___ Available records
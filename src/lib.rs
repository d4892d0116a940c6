// Gattlink - managed BLE GATT connections

pub mod ble;
pub mod connection;
pub mod events;
pub mod manager;

pub use ble::gatt::{CharacteristicId, DescriptorId, GattStatus};
pub use ble::transport::{
    BleAddress, BleCentral, BondState, GattLink, Phy, PhyMask, PhyOptions, ScanRecord,
    TransportMode, WriteType,
};
pub use ble::BleError;
pub use connection::config::ConnectionConfig;
pub use connection::request::{
    FailReason, PhyPreference, Request, RequestCallback, RequestFailure, RequestKind,
    RequestResult, RequestSuccess,
};
pub use connection::{Connection, ConnectionState, Device};
pub use events::{ConnectionEvent, Dispatch, EventSink, MainContext};
pub use manager::{ConnectError, ConnectionManager};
______
## Brief
Each line above that contains the word "events" must be copied.

## Solved problem
pub mod events;
pub use events::{ConnectionEvent, Dispatch, EventSink, MainContext};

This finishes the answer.